香り:グラスに注いだ瞬間から立ち上がるオーキーで華やかなアロマ。熟した林檎を思わせる果実香、バニラ、ビスケット、淡い古酒感も纏っている。時間経過で蜜っぽい甘さが強くなり、花束を思わせる植物感の混じった甘い香りへ。

味:とろりとした口当たり、林檎のコンポート、黄桃、薄めた蜂蜜の甘み、微かにナッツ。干草や麦芽を思わせるフレーバーも感じられるが、時間経過でコクのある甘みが強くなってくる。
余韻はドライでウッディ、華やかなオーク香が鼻腔に抜け、林檎や洋梨を思わせる果実香が長く続く。

華やかなオーク香と熟成感のあるウイスキー。樽由来の香味、ボディ感、全体のバランスが良く、負担なく飲み進められる完成度の高さが魅力。
少量加水すると最初はドライなニュアンスが落ち着き香味も開いてバランスが良くなるように感じるが、時間経過ですぐ水っぽくなってしまう。ストレートで時間をかけ、じっくりと楽しみたい。


ウェッジウッド社の代名詞とも言える、美しいウェッジウッドブルーのジャスパーウェアにボトリングされた、グレンフィディックのプレミアムグレード。付属するネックタグに蒸留所名等仕様が書かれているのですが、今回のものは取れてしまっていて、知らない人が見たら中身が何かはわかりませんね。 

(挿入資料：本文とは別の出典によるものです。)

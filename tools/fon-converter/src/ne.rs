//! Locates the font resources stored inside a 16-bit "NE" executable, the container used by
//! `.fon` files.

use core::{error, fmt};

/// The magic bytes at the start of the DOS stub header.
pub const MZ_MAGIC: [u8; 2] = *b"MZ";

/// The magic bytes at the start of the NE header.
pub const NE_MAGIC: [u8; 2] = *b"NE";

/// The resource type of a font resource.
pub const RT_FONT: u16 = 0x8008;

/// The offset of the NE header pointer in the DOS stub header.
const NE_POINTER_OFFSET: usize = 0x3C;

/// The offset, relative to the NE header, of the resource table offset.
const RESOURCE_TABLE_OFFSET: usize = 0x24;

/// The size of a resource type block header.
const TYPE_BLOCK_SIZE: usize = 8;

/// The size of a resource entry.
const RESOURCE_ENTRY_SIZE: usize = 12;

/// The largest supported resource alignment shift.
const MAX_ALIGNMENT_SHIFT: u16 = 24;

/// A resource located in the resource table.
#[derive(Clone, Copy, Debug, Hash, PartialEq, Eq)]
pub struct Resource<'buffer> {
    /// The type of the resource.
    pub type_id: u16,
    /// The identifier of the resource.
    pub resource_id: u16,
    /// The bytes of the resource.
    pub data: &'buffer [u8],
}

/// Returns every resource of type [`RT_FONT`] in `file`.
///
/// # Errors
///
/// - [`NeError::InvalidMzMagic`] and [`NeError::InvalidNeMagic`]: `file` is not an NE executable.
/// - [`NeError::InvalidAlignmentShift`]: The resource table's alignment shift is unreasonable.
/// - [`NeError::TruncatedData`]: A header, the resource table, or a resource extends past the end
///   of `file`.
pub fn font_resources(file: &[u8]) -> Result<Vec<&[u8]>, NeError> {
    let fonts = resources(file)?
        .into_iter()
        .filter(|resource| resource.type_id == RT_FONT)
        .map(|resource| resource.data)
        .collect();
    Ok(fonts)
}

/// Returns every resource in `file`.
///
/// Resource lengths are rounded up to the alignment of the resource table, so a resource's bytes
/// are cut off at the end of `file` if the file itself is not padded.
///
/// # Errors
///
/// See [`font_resources()`].
pub fn resources(file: &[u8]) -> Result<Vec<Resource<'_>>, NeError> {
    let mz_magic = read_array(file, 0)?;
    if mz_magic != MZ_MAGIC {
        return Err(NeError::InvalidMzMagic(mz_magic));
    }

    let ne_offset = usize::try_from(read_u32(file, NE_POINTER_OFFSET)?)
        .map_err(|_| truncated(file, usize::MAX, 2))?;
    let ne_magic = read_array(file, ne_offset)?;
    if ne_magic != NE_MAGIC {
        return Err(NeError::InvalidNeMagic(ne_magic));
    }

    let table_offset = ne_offset + usize::from(read_u16(file, ne_offset + RESOURCE_TABLE_OFFSET)?);
    let shift = read_u16(file, table_offset)?;
    if shift > MAX_ALIGNMENT_SHIFT {
        return Err(NeError::InvalidAlignmentShift(shift));
    }

    let mut resources = Vec::new();
    let mut cursor = table_offset + 2;
    loop {
        let type_id = read_u16(file, cursor)?;
        if type_id == 0 {
            break;
        }

        let count = usize::from(read_u16(file, cursor + 2)?);
        cursor += TYPE_BLOCK_SIZE;

        for _ in 0..count {
            let start = usize::from(read_u16(file, cursor)?) << shift;
            let length = usize::from(read_u16(file, cursor + 2)?) << shift;
            let resource_id = read_u16(file, cursor + 6)?;
            cursor += RESOURCE_ENTRY_SIZE;

            if start > file.len() {
                return Err(truncated(file, start, length));
            }
            let end = start.saturating_add(length).min(file.len());

            resources.push(Resource {
                type_id,
                resource_id,
                data: &file[start..end],
            });
        }
    }

    Ok(resources)
}

/// Returns a [`NeError::TruncatedData`] for `length` bytes at `offset` in `file`.
fn truncated(file: &[u8], offset: usize, length: usize) -> NeError {
    NeError::TruncatedData {
        offset,
        length,
        size: file.len(),
    }
}

/// Reads a little-endian `u16` at `offset`.
fn read_u16(file: &[u8], offset: usize) -> Result<u16, NeError> {
    read_array(file, offset).map(u16::from_le_bytes)
}

/// Reads a little-endian `u32` at `offset`.
fn read_u32(file: &[u8], offset: usize) -> Result<u32, NeError> {
    read_array(file, offset).map(u32::from_le_bytes)
}

/// Reads `N` bytes at `offset`.
fn read_array<const N: usize>(file: &[u8], offset: usize) -> Result<[u8; N], NeError> {
    file.get(offset..)
        .and_then(|tail| tail.first_chunk::<N>())
        .copied()
        .ok_or_else(|| truncated(file, offset, N))
}

/// Various errors that can occur while walking an NE executable.
#[derive(Clone, Copy, Debug, PartialEq, Eq)]
pub enum NeError {
    /// The file does not start with [`MZ_MAGIC`].
    InvalidMzMagic([u8; 2]),
    /// The NE header does not start with [`NE_MAGIC`].
    InvalidNeMagic([u8; 2]),
    /// The resource table's alignment shift is larger than supported.
    InvalidAlignmentShift(u16),
    /// A computed read range extends past the end of the file.
    TruncatedData {
        /// The offset, in bytes, of the start of the requested range.
        offset: usize,
        /// The size, in bytes, of the requested range.
        length: usize,
        /// The actual size of the file.
        size: usize,
    },
}

impl fmt::Display for NeError {
    fn fmt(&self, f: &mut fmt::Formatter<'_>) -> fmt::Result {
        match self {
            Self::InvalidMzMagic(magic) => write!(f, "invalid MZ magic: {magic:02X?}"),
            Self::InvalidNeMagic(magic) => write!(f, "invalid NE magic: {magic:02X?}"),
            Self::InvalidAlignmentShift(shift) => {
                write!(f, "invalid resource alignment shift: {shift}")
            }
            Self::TruncatedData {
                offset,
                length,
                size,
            } => write!(
                f,
                "data is truncated: {length} bytes at offset {offset} do not fit inside file of \
                {size} bytes"
            ),
        }
    }
}

impl error::Error for NeError {}

#[cfg(test)]
pub(crate) mod test {
    use super::{NeError, RT_FONT, font_resources, resources};

    /// Builds an NE executable holding a font directory resource and one font resource per entry
    /// of `fonts`, with resources aligned to 16 bytes.
    pub(crate) fn build_executable(fonts: &[&[u8]]) -> Vec<u8> {
        let mut file = vec![0u8; 0x40];
        file[0..2].copy_from_slice(b"MZ");
        file[0x3C..0x40].copy_from_slice(&0x40u32.to_le_bytes());

        let mut ne = vec![0u8; 0x40];
        ne[0..2].copy_from_slice(b"NE");
        ne[0x24..0x26].copy_from_slice(&0x40u16.to_le_bytes());
        file.extend_from_slice(&ne);

        // Resource table: alignment shift, a font directory block, a font block, terminator.
        let table_size = 2 + (8 + 12) + (8 + 12 * fonts.len()) + 2;
        let mut data_offset = (0x80 + table_size).next_multiple_of(16);
        let mut data = Vec::new();

        file.extend_from_slice(&4u16.to_le_bytes());
        file.extend_from_slice(&0x8007u16.to_le_bytes());
        file.extend_from_slice(&1u16.to_le_bytes());
        file.extend_from_slice(&[0; 4]);
        push_entry(&mut file, data_offset, 16, 0x0050);
        data.extend_from_slice(&[0xDD; 16]);
        data_offset += 16;

        file.extend_from_slice(&RT_FONT.to_le_bytes());
        file.extend_from_slice(&u16::try_from(fonts.len()).unwrap().to_le_bytes());
        file.extend_from_slice(&[0; 4]);
        for (index, font) in fonts.iter().enumerate() {
            let length = font.len().next_multiple_of(16);
            push_entry(&mut file, data_offset, length, 0x8001 + u16::try_from(index).unwrap());
            data.extend_from_slice(font);
            data.resize(data.len() + length - font.len(), 0);
            data_offset += length;
        }
        file.extend_from_slice(&0u16.to_le_bytes());

        file.resize(file.len().next_multiple_of(16), 0);
        file.extend_from_slice(&data);
        file
    }

    /// Appends a resource entry for `length` bytes at `offset`.
    fn push_entry(file: &mut Vec<u8>, offset: usize, length: usize, resource_id: u16) {
        file.extend_from_slice(&u16::try_from(offset >> 4).unwrap().to_le_bytes());
        file.extend_from_slice(&u16::try_from(length >> 4).unwrap().to_le_bytes());
        file.extend_from_slice(&0x1030u16.to_le_bytes());
        file.extend_from_slice(&resource_id.to_le_bytes());
        file.extend_from_slice(&[0; 4]);
    }

    #[test]
    fn finds_font_resources() {
        let first = [0x11; 20];
        let second = [0x22; 32];
        let file = build_executable(&[&first, &second]);

        let all = resources(&file).unwrap();
        assert_eq!(all.len(), 3);
        assert_eq!(all[0].type_id, 0x8007);
        assert_eq!(all[2].resource_id, 0x8002);

        let fonts = font_resources(&file).unwrap();
        assert_eq!(fonts.len(), 2);
        assert_eq!(&fonts[0][..20], &first);
        assert_eq!(fonts[0].len(), 32);
        assert_eq!(fonts[1], &second);
    }

    #[test]
    fn rejects_other_files() {
        assert_eq!(
            font_resources(b"PK\x03\x04"),
            Err(NeError::InvalidMzMagic(*b"PK"))
        );

        let mut file = build_executable(&[]);
        file[0x40] = b'P';
        assert_eq!(font_resources(&file), Err(NeError::InvalidNeMagic(*b"PE")));
    }

    #[test]
    fn truncated_resource_table() {
        let file = build_executable(&[&[0x33; 16]]);
        assert!(matches!(
            font_resources(&file[..0x90]),
            Err(NeError::TruncatedData { .. })
        ));
    }
}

このボトルは1990年当時、日本で8~10万円というとんでもない価格設定で販売されていました。
おそらくはブランド料の積み重ねだと思いますが、中身は決して悪いモノじゃありません。というか良いものです。
グレンフィディックはスタンダードの12年を飲むと、華やかでライトなウイスキーという印象を持ちますが、このボトルはそのキャラクターを濃縮したような熟成感、果実味のある味わい。現行品の21年と比較しても、さらにしっかりとした骨格を感じられます。

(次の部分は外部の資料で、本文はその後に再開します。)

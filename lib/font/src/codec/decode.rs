//! Decoding of delta run-length encoded glyphs back into a [`GlyphAtlas`].

use core::{error, fmt};

use crate::{
    codec::{delta, nibble::NibbleReader},
    glyph::{GlyphAtlas, Pixel, WidthTable},
};

/// Decodes `bitstream` into a [`GlyphAtlas`] with cells of `max_width` by `height` pixels.
///
/// The glyph count and the width of every glyph are taken from `widths`. Positions of a cell
/// beyond its glyph's width are [`Pixel::Padding`].
///
/// # Errors
///
/// - [`CorruptStream::GlyphTooWide`]: A width in `widths` exceeds `max_width`.
/// - [`CorruptStream::UnexpectedEnd`]: The stream ended before every pixel was decoded.
/// - [`CorruptStream::TruncatedEscape`]: The stream ended inside an escape triple.
/// - [`CorruptStream::PixelCountMismatch`]: The final run extends past the last pixel.
/// - [`CorruptStream::TrailingData`]: Nibbles other than a single fill nibble follow the last
///   run.
pub fn decode(
    bitstream: &[u8],
    widths: &WidthTable,
    max_width: u8,
    height: u8,
) -> Result<GlyphAtlas, CorruptStream> {
    for (index, width) in widths.iter().enumerate() {
        if width > max_width {
            return Err(CorruptStream::GlyphTooWide {
                index,
                width,
                max_width,
            });
        }
    }

    let expected = widths.pixel_count(height);
    let mut decoder = RunDecoder::new(bitstream);
    let mut atlas = GlyphAtlas::new(max_width, height, widths.glyph_count());
    let mut decoded = 0;
    for (index, width) in widths.iter().enumerate() {
        for y in 0..usize::from(height) {
            for x in 0..usize::from(width) {
                let pixel = decoder
                    .next_pixel()
                    .map_err(|error| error.at(decoded, expected))?;
                atlas.set_glyph_pixel(index, x, y, pixel);
                decoded += 1;
            }
        }
    }

    decoder.finish(expected)?;
    delta::inverse(&mut atlas, widths);
    Ok(atlas)
}

/// Splits a nibble stream back into runs of alternating value.
struct RunDecoder<'buffer> {
    /// The source of the encoded runs.
    reader: NibbleReader<'buffer>,
    /// The value of the current run.
    value: Pixel,
    /// The number of pixels of the current run that have not been returned.
    left: usize,
    /// Whether the first run has been read.
    started: bool,
}

/// The ways the stream can end early, before the decoded pixel count is known.
enum RunError {
    /// No nibbles remain.
    End,
    /// The stream ended inside an escape triple that started at the given nibble.
    Escape(usize),
}

impl RunError {
    /// Converts this [`RunError`] into a [`CorruptStream`] after `decoded` of `expected` pixels.
    fn at(self, decoded: usize, expected: usize) -> CorruptStream {
        match self {
            Self::End => CorruptStream::UnexpectedEnd { decoded, expected },
            Self::Escape(position) => CorruptStream::TruncatedEscape { position },
        }
    }
}

impl<'buffer> RunDecoder<'buffer> {
    /// Creates a new [`RunDecoder`] whose first run is [`Pixel::Background`].
    fn new(bitstream: &'buffer [u8]) -> Self {
        Self {
            reader: NibbleReader::new(bitstream),
            value: Pixel::Background,
            left: 0,
            started: false,
        }
    }

    /// Returns the next decoded pixel, reading new runs as required.
    ///
    /// Zero-length runs flip the value without producing a pixel.
    fn next_pixel(&mut self) -> Result<Pixel, RunError> {
        while self.left == 0 {
            let run = self.read_run()?;
            if self.started {
                self.value = self.value.toggle();
            } else {
                self.started = true;
            }
            self.left = run;
        }

        self.left -= 1;
        Ok(self.value)
    }

    /// Reads the length of the next run.
    fn read_run(&mut self) -> Result<usize, RunError> {
        let position = self.reader.position();
        let nibble = self.reader.next().ok_or(RunError::End)?;
        if nibble != 0 {
            return Ok(usize::from(nibble));
        }

        let low = self.reader.next().ok_or(RunError::Escape(position))?;
        let high = self.reader.next().ok_or(RunError::Escape(position))?;
        Ok(usize::from((high << 4) | low))
    }

    /// Checks that the stream holds nothing beyond the `expected` pixels but a fill nibble.
    fn finish(mut self, expected: usize) -> Result<(), CorruptStream> {
        if self.left != 0 {
            return Err(CorruptStream::PixelCountMismatch {
                expected,
                actual: expected + self.left,
            });
        }

        let remaining = self.reader.remaining();
        let is_fill = remaining == 1 && self.reader.next() == Some(0);
        if remaining != 0 && !is_fill {
            return Err(CorruptStream::TrailingData {
                nibbles: remaining,
            });
        }

        Ok(())
    }
}

/// Errors caused by a bitstream that does not decode into the expected glyphs.
#[derive(Clone, Copy, Debug, PartialEq, Eq)]
pub enum CorruptStream {
    /// The stream ended before every pixel was decoded.
    UnexpectedEnd {
        /// The number of pixels decoded.
        decoded: usize,
        /// The number of pixels required.
        expected: usize,
    },
    /// The stream ended inside an escape triple.
    TruncatedEscape {
        /// The index of the escape's first nibble.
        position: usize,
    },
    /// The runs describe more pixels than the glyphs hold.
    PixelCountMismatch {
        /// The number of pixels required.
        expected: usize,
        /// The number of pixels described by the runs.
        actual: usize,
    },
    /// Data follows the final run.
    TrailingData {
        /// The number of nibbles following the final run.
        nibbles: usize,
    },
    /// A glyph is wider than the cell width.
    GlyphTooWide {
        /// The index of the glyph.
        index: usize,
        /// The width of the glyph.
        width: u8,
        /// The width of a cell.
        max_width: u8,
    },
    /// The encoded font is too short to hold its header and width table.
    TruncatedHeader {
        /// The required number of bytes.
        expected: usize,
        /// The actual number of bytes.
        actual: usize,
    },
}

impl fmt::Display for CorruptStream {
    fn fmt(&self, f: &mut fmt::Formatter<'_>) -> fmt::Result {
        match self {
            Self::UnexpectedEnd { decoded, expected } => write!(
                f,
                "stream ended after {decoded} of {expected} pixels"
            ),
            Self::TruncatedEscape { position } => {
                write!(f, "stream ended inside the escape starting at nibble {position}")
            }
            Self::PixelCountMismatch { expected, actual } => write!(
                f,
                "stream describes {actual} pixels but the glyphs hold {expected} pixels"
            ),
            Self::TrailingData { nibbles } => {
                write!(f, "{nibbles} nibbles follow the final run")
            }
            Self::GlyphTooWide {
                index,
                width,
                max_width,
            } => write!(
                f,
                "glyph {index} is {width} pixels wide but cells are {max_width} pixels wide"
            ),
            Self::TruncatedHeader { expected, actual } => write!(
                f,
                "encoded font header is truncated: expected {expected} bytes but got {actual} \
                bytes"
            ),
        }
    }
}

impl error::Error for CorruptStream {}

時代を遡ると、グレンフィディックはスコッチウイスキー全体が黄金期といわれた1960年代に魔のパフューム時代があり、それが終わりを告げたのは1960年代後半ごろ。リリース時期から逆算すると、今回のボトルはそこからの21年以上の熟成を経た原酒で構成されているわけですから、ギリギリ黄金期の原料、樽等を背景に構成された中長期熟成モルトウイスキーであると言えるわけです。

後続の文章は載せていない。